Inside The Strange World Of Marwencol
Posted by David Ozanich — 7 Apr 2011
The marvelous and strange story of "Marwencol" gets told today in the Times. Mark Hogancamp, a former Navy sailor, was viciously beaten by five men outside a bar in his hometown of Kingston, New York. After waking from a nine-day coma, he found that his memory had been almost completely erased. The then 38 year old began constructing his fantasy world of Marwencal, which I will let the Times describe further:
Made from scraps of plywood and peopled with a tribe of Barbies and World War II action figures, Marwencol grew along the side of his trailer home near Kingston. (Mr. Hogancamp named his new world after himself and Wendy and Colleen, two women he had crushes on.) Narratives surrounding a downed American fighter pilot rescued by Marwencol's all-female population began unfurling against a backdrop that was nominally a World War II setting, in Belgium. The themes, however, were Mr. Hogancamp's own: the brutality of men, the safe haven of a town of women, the twin demons of rage and fear. Mr. Hogancamp captured his stories with thousands of photographs, shooting on an old Pentax with a broken light meter. The noirish images, complete with blood flecks in the snow, are riveting and emotional.

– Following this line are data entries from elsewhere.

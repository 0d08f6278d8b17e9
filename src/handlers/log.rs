//! Log Handler - Structured logging of events.
//!
//! The [`LogHandler`] is the stock handler bound through the `[handlers]`
//! config table. It records each event with `tracing` and always succeeds.
//!
//! ```rust,ignore
//! use switchyard::handlers::LogHandler;
//!
//! let handler = LogHandler::with_prefix("deploy");
//! ```

use super::{Handler, HandlerError, HandlerResult};
use crate::event::Event;
use async_trait::async_trait;
use tracing::info;

/// A handler that logs events using structured logging.
#[derive(Debug, Clone)]
pub struct LogHandler {
    prefix: String,
}

impl LogHandler {
    pub fn new() -> Self {
        Self {
            prefix: "event".to_string(),
        }
    }

    /// The prefix distinguishes log handlers bound to different kinds.
    pub fn with_prefix(prefix: impl Into<String>) -> Self {
        Self {
            prefix: prefix.into(),
        }
    }
}

impl Default for LogHandler {
    fn default() -> Self {
        Self::new()
    }
}

#[async_trait]
impl Handler for LogHandler {
    fn name(&self) -> &str {
        "log"
    }

    async fn handle(&self, event: &Event) -> Result<HandlerResult, HandlerError> {
        info!(
            prefix = %self.prefix,
            route_id = %event.id,
            event_type = %event.kind,
            lane = %event.lane,
            priority = %event.priority,
            retry_count = event.retry_count,
            payload = %event.payload,
            "[{}] Handled: {}/{}",
            self.prefix,
            event.lane,
            event.kind
        );

        Ok(HandlerResult::success(
            self.name(),
            format!(
                "Logged event {} ({}/{}) with prefix '{}'",
                event.id, event.lane, event.kind, self.prefix
            ),
        ))
    }
}
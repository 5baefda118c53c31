use log::info;
use rand::RngCore;

use super::error::Result;
use super::genome::Genome;
use super::population::Population;
use super::samples::Samples;
use super::scheduler::Scheduler;
use super::settings::Settings;

#[derive(Debug, Clone, Copy, PartialEq, Eq)]
pub enum Phase {
    Initializing,
    Evaluating,
    Selecting,
    Repopulating,
    Mutating,
    Converged,
    /// Hit `max_generations` without converging.
    Exhausted,
}

impl Phase {
    pub fn is_terminal(self) -> bool {
        matches!(self, Phase::Converged | Phase::Exhausted)
    }
}

/// Best error observed after selecting from generation `generation`.
#[derive(Debug, Clone, Copy, PartialEq)]
pub struct Progress {
    pub generation: usize,
    pub loss: f64,
}

#[derive(Debug, Clone, PartialEq)]
pub struct Fit {
    pub best: Genome,
    pub loss: f64,
    /// Number of generations evaluated.
    pub generations: usize,
    pub converged: bool,
}

/// Generational search driving a population towards the samples.
///
/// Owns the population, the random source and the worker pool. Each call to
/// [`Evolution::step`] performs one transition:
/// `Initializing → Evaluating → Selecting → Repopulating → Mutating → Evaluating …`
/// until selection finds a loss below the threshold.
pub struct Evolution<'a, R: RngCore> {
    settings: &'a Settings,
    samples: &'a Samples,
    scheduler: Scheduler,
    rng: R,
    population: Population,
    elites: Vec<Genome>,
    phase: Phase,
    generation: usize,
    loss: f64,
}

impl<'a, R: RngCore> Evolution<'a, R> {
    pub fn new(settings: &'a Settings, samples: &'a Samples, rng: R) -> Result<Evolution<'a, R>> {
        settings.validate()?;
        let scheduler = Scheduler::new(settings.n_workers)?;
        Ok(Evolution {
            settings,
            samples,
            scheduler,
            rng,
            population: Population::create(Vec::new()),
            elites: Vec::new(),
            phase: Phase::Initializing,
            generation: 0,
            loss: f64::INFINITY,
        })
    }

    pub fn phase(&self) -> Phase {
        self.phase
    }

    pub fn generation(&self) -> usize {
        self.generation
    }

    /// Best error of the latest selection, `+inf` before the first one.
    pub fn loss(&self) -> f64 {
        self.loss
    }

    pub fn population(&self) -> &Population {
        &self.population
    }

    pub fn elites(&self) -> &[Genome] {
        &self.elites
    }

    pub fn step(&mut self) -> Phase {
        self.phase = match self.phase {
            Phase::Initializing => {
                self.population = Population::init(&mut self.rng, self.settings.n_genomes);
                Phase::Evaluating
            }
            Phase::Evaluating => {
                self.population.evaluate(&self.scheduler, self.samples);
                Phase::Selecting
            }
            Phase::Selecting => {
                self.elites = self.population.best_n(self.settings.n_elites);
                self.loss = self.elites[0].error;
                if self.loss < self.settings.loss_threshold {
                    Phase::Converged
                } else if self.settings.max_generations.is_some_and(|max| self.generation + 1 >= max) {
                    Phase::Exhausted
                } else {
                    Phase::Repopulating
                }
            }
            Phase::Repopulating => {
                self.population.replace_with_elites(&self.elites);
                Phase::Mutating
            }
            Phase::Mutating => {
                self.population.mutate_all(&mut self.rng, self.settings.mutation_rate, self.settings.learning_rate);
                self.generation += 1;
                Phase::Evaluating
            }
            terminal @ (Phase::Converged | Phase::Exhausted) => terminal,
        };
        self.phase
    }

    pub fn run(self) -> Fit {
        self.run_with(|_| {})
    }

    /// Runs to a terminal phase, handing `observer` the loss of every generation.
    pub fn run_with<F: FnMut(Progress)>(mut self, mut observer: F) -> Fit {
        info!(
            "evolving {} genomes against {} samples on {} workers",
            self.settings.n_genomes,
            self.samples.len(),
            self.scheduler.n_workers()
        );

        while !self.phase.is_terminal() {
            let finished = self.phase;
            self.step();
            if finished == Phase::Selecting {
                let progress = Progress { generation: self.generation, loss: self.loss };
                let interval = self.settings.report_interval;
                if interval > 0 && progress.generation % interval == 0 {
                    info!("generation: {}, loss: {:.6}", progress.generation, progress.loss);
                }
                observer(progress);
            }
        }

        let converged = self.phase == Phase::Converged;
        if converged {
            info!("converged after {} generations with loss {:.6}", self.generation + 1, self.loss);
        } else {
            info!("stopped after {} generations with loss {:.6}", self.generation + 1, self.loss);
        }

        Fit {
            best: self.elites.swap_remove(0),
            loss: self.loss,
            generations: self.generation + 1,
            converged,
        }
    }
}

#[cfg(test)]
mod tests {
    use super::*;
    use rand::SeedableRng;
    use rand_xoshiro::Xoshiro256PlusPlus;

    fn line_samples() -> Samples {
        Samples::from_pairs(&[(-1.0, -1.0), (0.0, 0.0), (1.0, 1.0), (2.0, 2.0)]).unwrap()
    }

    fn small_settings() -> Settings {
        Settings {
            n_genomes: 200,
            n_elites: 5,
            n_workers: 3,
            learning_rate: 0.05,
            loss_threshold: 1e-6,
            max_generations: Some(30),
            report_interval: 0,
            ..Settings::standard()
        }
    }

    #[test]
    fn test_new_rejects_invalid_settings() {
        let samples = line_samples();
        let settings = Settings { n_elites: 0, ..small_settings() };
        let rng = Xoshiro256PlusPlus::seed_from_u64(0);
        assert!(Evolution::new(&settings, &samples, rng).is_err());
    }

    #[test]
    fn test_step_follows_phase_order() {
        let samples = line_samples();
        let settings = small_settings();
        let rng = Xoshiro256PlusPlus::seed_from_u64(1);
        let mut evolution = Evolution::new(&settings, &samples, rng).unwrap();

        assert_eq!(evolution.phase(), Phase::Initializing);
        assert_eq!(evolution.step(), Phase::Evaluating);
        assert_eq!(evolution.population().len(), 200);
        assert_eq!(evolution.step(), Phase::Selecting);
        assert_eq!(evolution.step(), Phase::Repopulating);
        assert_eq!(evolution.elites().len(), 5);
        assert_eq!(evolution.step(), Phase::Mutating);
        assert_eq!(evolution.generation(), 0);
        assert_eq!(evolution.step(), Phase::Evaluating);
        assert_eq!(evolution.generation(), 1);
    }

    #[test]
    fn test_loss_never_increases() {
        let samples = line_samples();
        let settings = small_settings();
        let rng = Xoshiro256PlusPlus::seed_from_u64(2);
        let mut losses = Vec::new();
        let fit = Evolution::new(&settings, &samples, rng)
            .unwrap()
            .run_with(|progress| losses.push(progress.loss));

        assert_eq!(losses.len(), fit.generations);
        for pair in losses.windows(2) {
            assert!(pair[1] <= pair[0], "loss went up: {:?}", pair);
        }
    }

    #[test]
    fn test_generation_ceiling_exhausts() {
        let samples = line_samples();
        let settings = Settings { loss_threshold: 1e-300, max_generations: Some(4), ..small_settings() };
        let rng = Xoshiro256PlusPlus::seed_from_u64(3);
        let fit = Evolution::new(&settings, &samples, rng).unwrap().run();
        assert!(!fit.converged);
        assert_eq!(fit.generations, 4);
        assert_eq!(fit.loss, fit.best.error);
    }

    #[test]
    fn test_exact_genome_converges_immediately() {
        let samples = line_samples();
        let settings = Settings { max_generations: None, ..small_settings() };
        let rng = Xoshiro256PlusPlus::seed_from_u64(4);
        let mut evolution = Evolution::new(&settings, &samples, rng).unwrap();
        evolution.step();
        evolution.population = Population::create(vec![
            Genome::create([1.0, 1.0, 1.0, 1.0, 1.0, 1.0]),
            Genome::create([0.0, 0.0, 0.0, 0.0, 1.0, 0.0]),
            Genome::create([0.0; 6]),
            Genome::create([0.0; 6]),
            Genome::create([0.0; 6]),
        ]);
        let fit = evolution.run();
        assert!(fit.converged);
        assert_eq!(fit.generations, 1);
        assert_eq!(fit.best.coefficients, [0.0, 0.0, 0.0, 0.0, 1.0, 0.0]);
        assert_eq!(fit.loss, 0.0);
    }
}
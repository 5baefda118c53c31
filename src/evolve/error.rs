use thiserror::Error;

#[derive(Error, Debug)]
pub enum EvolveError {
    #[error("sample set is empty")]
    EmptySamples,

    #[error("sample columns are misaligned: {xs} x values, {ys} y values")]
    MisalignedSamples { xs: usize, ys: usize },

    #[error("malformed row at line {line}: {message}")]
    MalformedRow { line: usize, message: String },

    #[error("configuration error: {0}")]
    Configuration(String),

    #[error("failed to build worker pool: {0}")]
    WorkerPool(#[from] rayon::ThreadPoolBuildError),

    #[error("IO error: {0}")]
    Io(#[from] std::io::Error),

    #[error("TOML error: {0}")]
    Toml(#[from] toml::de::Error),

    #[error("TOML serialization error: {0}")]
    TomlSerialize(#[from] toml::ser::Error),
}

pub type Result<T> = std::result::Result<T, EvolveError>;
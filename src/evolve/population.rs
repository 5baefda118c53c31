use std::ops::Index;

use rand::RngCore;
use rand_distr::{Distribution, Uniform};

use super::fitness::compare_errors;
use super::genome::Genome;
use super::samples::Samples;
use super::scheduler::Scheduler;

/// Fixed-size collection of genomes, owned by the evolution loop.
pub struct Population {
    genomes: Vec<Genome>,
}

impl Population {
    pub fn create(genomes: Vec<Genome>) -> Population {
        Population { genomes }
    }

    pub fn init<R: RngCore>(rng: &mut R, n_genomes: usize) -> Population {
        let genomes = (0..n_genomes).map(|_| Genome::init(rng)).collect();
        Population { genomes }
    }

    pub fn len(&self) -> usize {
        self.genomes.len()
    }

    pub fn is_empty(&self) -> bool {
        self.genomes.is_empty()
    }

    pub fn iter(&self) -> std::slice::Iter<'_, Genome> {
        self.genomes.iter()
    }

    pub fn genomes(&self) -> &[Genome] {
        &self.genomes
    }

    pub fn evaluate(&mut self, scheduler: &Scheduler, samples: &Samples) {
        scheduler.evaluate(&mut self.genomes, samples);
    }

    /// Sorts the population by ascending error and returns the first `n`.
    /// The sort is stable, so equal errors keep their relative order.
    pub fn best_n(&mut self, n: usize) -> Vec<Genome> {
        self.genomes.sort_by(|a, b| compare_errors(a.error, b.error));
        self.genomes.iter().take(n).cloned().collect()
    }

    /// Rebuilds every slot as a fresh copy of the elites, round-robin from index 0.
    pub fn replace_with_elites(&mut self, elites: &[Genome]) {
        assert!(!elites.is_empty(), "Tried to repopulate without elites");
        for (genome, elite) in self.genomes.iter_mut().zip(elites.iter().cycle()) {
            *genome = elite.copy();
        }
    }

    /// Mutates each genome independently with the given probability.
    /// `step` has the same precondition as [`Genome::mutate`].
    pub fn mutate_all<R: RngCore>(&mut self, rng: &mut R, probability: f64, step: f64) {
        let between = Uniform::from(0.0..1.0);
        for genome in self.genomes.iter_mut() {
            if between.sample(rng) < probability {
                genome.mutate(rng, step);
            }
        }
    }
}

impl Index<usize> for Population {
    type Output = Genome;
    fn index(&self, index: usize) -> &Self::Output {
        &self.genomes[index]
    }
}

#[cfg(test)]
mod tests {
    use super::*;
    use crate::evolve::genome::N_COEFFICIENTS;
    use rand::SeedableRng;
    use rand_xoshiro::Xoshiro256PlusPlus;

    fn tagged(tag: f64, error: f64) -> Genome {
        let mut genome = Genome::create([tag; N_COEFFICIENTS]);
        genome.error = error;
        genome
    }

    #[test]
    fn test_init() {
        let mut rng = Xoshiro256PlusPlus::seed_from_u64(0);
        let population = Population::init(&mut rng, 50);
        assert_eq!(population.len(), 50);
    }

    #[test]
    fn test_best_n_is_stable() {
        let mut population = Population::create(vec![
            tagged(0.0, 3.0),
            tagged(1.0, 1.0),
            tagged(2.0, 1.0),
            tagged(3.0, 2.0),
        ]);
        let best = population.best_n(2);
        assert_eq!(best.len(), 2);
        assert_eq!(best[0].coefficients[0], 1.0);
        assert_eq!(best[1].coefficients[0], 2.0);
        assert!(best.iter().all(|g| g.error == 1.0));
    }

    #[test]
    fn test_best_n_larger_than_population() {
        let mut population = Population::create(vec![tagged(0.0, 2.0), tagged(1.0, 0.5)]);
        let best = population.best_n(10);
        assert_eq!(best.len(), 2);
        assert_eq!(best[0].error, 0.5);
        assert_eq!(best[1].error, 2.0);
    }

    #[test]
    fn test_best_n_puts_non_finite_last() {
        let mut population = Population::create(vec![
            tagged(0.0, f64::NAN),
            tagged(1.0, f64::INFINITY),
            tagged(2.0, 4.0),
        ]);
        let best = population.best_n(3);
        assert_eq!(best[0].coefficients[0], 2.0);
        assert_eq!(best[1].coefficients[0], 1.0);
        assert!(best[2].error.is_nan());
    }

    #[test]
    fn test_replace_with_elites_cycles() {
        let mut population = Population::create((0..5).map(|i| tagged(10.0 + i as f64, 9.0)).collect());
        let elites = vec![tagged(0.0, 0.1), tagged(1.0, 0.2)];
        population.replace_with_elites(&elites);

        let tags: Vec<f64> = population.iter().map(|g| g.coefficients[0]).collect();
        assert_eq!(tags, vec![0.0, 1.0, 0.0, 1.0, 0.0]);
        assert!(population.iter().all(|g| g.error == 0.0));
    }

    #[test]
    #[should_panic(expected = "Tried to repopulate without elites")]
    fn test_replace_with_no_elites_panics() {
        let mut population = Population::create(vec![tagged(0.0, 1.0), tagged(1.0, 2.0)]);
        population.replace_with_elites(&[]);
    }

    #[test]
    fn test_mutate_all_respects_probability() {
        let mut rng = Xoshiro256PlusPlus::seed_from_u64(11);
        let mut population = Population::create((0..20).map(|_| tagged(1.0, 0.0)).collect());

        population.mutate_all(&mut rng, 0.0, 0.5);
        assert!(population.iter().all(|g| g.coefficients == [1.0; N_COEFFICIENTS]));

        population.mutate_all(&mut rng, 1.0, 0.5);
        assert!(population.iter().all(|g| g.coefficients.iter().all(|&c| c != 1.0)));
    }

    #[test]
    fn test_mutate_all_reproducible() {
        let run = || {
            let mut rng = Xoshiro256PlusPlus::seed_from_u64(21);
            let mut population = Population::create((0..30).map(|_| tagged(0.0, 0.0)).collect());
            population.mutate_all(&mut rng, 0.3, 0.01);
            population.iter().map(|g| g.coefficients).collect::<Vec<_>>()
        };
        assert_eq!(run(), run());
    }
}
pub mod evolve;
//! Error type for `revwatch-pipeline`.

use revwatch_core::crawl::CrawlFailure;
use thiserror::Error;

#[derive(Debug, Error)]
pub enum Error {
  /// The scraper failed or timed out. Recoverable: nothing was written.
  #[error("could not fetch profile: {0}")]
  Crawl(#[from] CrawlFailure),

  /// A storage call or transaction failed; the transaction was rolled back.
  #[error("storage error: {0}")]
  Store(#[source] Box<dyn std::error::Error + Send + Sync>),

  #[error("invalid input: {0}")]
  Invalid(#[from] revwatch_core::Error),
}

impl Error {
  pub(crate) fn store<E>(err: E) -> Self
  where
    E: std::error::Error + Send + Sync + 'static,
  {
    Error::Store(Box::new(err))
  }
}

pub type Result<T, E = Error> = std::result::Result<T, E>;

How these photographs made their way into an art magazine, and then a Manhattan gallery show -- "Mr. Hogancamp has an uncanny feel for body language, psychology and stage direction," Jerry Saltz wrote in 2006 in The Village Voice -- and how Mr. Hogancamp negotiated the blessings and pitfalls of what he calls his second life, was the subject of "Marwencol," a documentary that made its debut at the South by Southwest film festival last spring and roared through the festival circuit in the fall, accruing an armful of awards.